The Quad "evolution" in ladies just seems off compared to how the the sport evolved into doubles and then triples and then quads every other time. I think it was kind of unprecedented in the sport of figure skating that not only was the technical arsenal progressing, but it was progressing in a way that it was only happening from not only one country but one training camp and it seemingly came out of nowhere whereas technical progress beforehand seemed to look like a natural evolution that was occurring in multiple countries after being built up gradually by previous generations. And it's not only the ability to do multiple and many quads in one program but the sheer consistency of being able to do it and WITH non-stop stamina-killing choreography/transitions with uber flexibility.

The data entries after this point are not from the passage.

use clap::Args;
use rust_decimal::Decimal;
use serde_json::Value;

use rwa_lend_core::lending::affordability::{self, AffordabilityInput};

use crate::commands::loan::{resolve_params, LoanParamArgs};
use crate::input;

/// Arguments for the affordability assessment command
#[derive(Args)]
#[command(allow_hyphen_values = true)]
pub struct AffordabilityArgs {
    #[command(flatten)]
    pub params: LoanParamArgs,

    /// Borrower's declared gross annual income
    #[arg(long)]
    pub annual_income: Option<Decimal>,
}

pub fn run_affordability(args: AffordabilityArgs) -> Result<Value, Box<dyn std::error::Error>> {
    // A JSON --input file may carry the full AffordabilityInput (loan + income);
    // otherwise income rides alongside the loan flags.
    let assessment_input: AffordabilityInput = if let Some(ref path) = args.params.input {
        let data: Value = input::read_json_value(path)?;
        if data.get("loan").is_some() {
            serde_json::from_value(data)?
        } else {
            AffordabilityInput {
                loan: serde_json::from_value(data)?,
                annual_income: args.annual_income,
            }
        }
    } else {
        AffordabilityInput {
            loan: resolve_params(&args.params)?,
            annual_income: args.annual_income,
        }
    };

    let result = affordability::assess_affordability(&assessment_input)?;
    Ok(serde_json::to_value(result)?)
}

Like it seemed as if quads slowly happened in the late 1980s by some daring men who may or may not have landed. Triple Axels still weren't that common from men in that era either. Then triple axels started to become "normalized" and top contenders were doing it. Three Olympics fly by, and then by 2002, men were doing multiple quads in their program, but that meant 2 or 3 while other men were trying to do 1. Timothy Goebel was labeled the Quad King by being the first to do three quads in one long program (toes and Sal) but other men from various different countries were not far behind him. That said, quads were still a high risk-high reward element and it took time for more and more men to have at least one consistent quad.

After 2002, (with one slight off-cycle when quads were seriously devalued and URs were harsh from the 2008-10 COP), it took coaching all-around some time to catch up...leading to the Quad evolution in 2016 prompted by the younger senior men, but it was multiple men from different countries and they were coming from decades of men trying quads and slowly increasing the number and types of quads attempted in a program. Even then, people complained that a younger Nathan and skaters like Vincent were having emptier programs in order to make room for these quads, which makes the evolution look more organic and natural because it often happens that when technical boundaries are being pushed, the initial generation doing the pushing have to sacrifice something....usually it's the ability to do complex and busy choreography (and not mastering other non-jump elements). Then the coaching catches up an Olympic or two or three cycles later with younger skaters who have been conditioned earlier on, and who have evolved from what had taken place in previous generations, to be able to do good spins, fuller choreography, and have the higher arsenal of jumps in your pocket.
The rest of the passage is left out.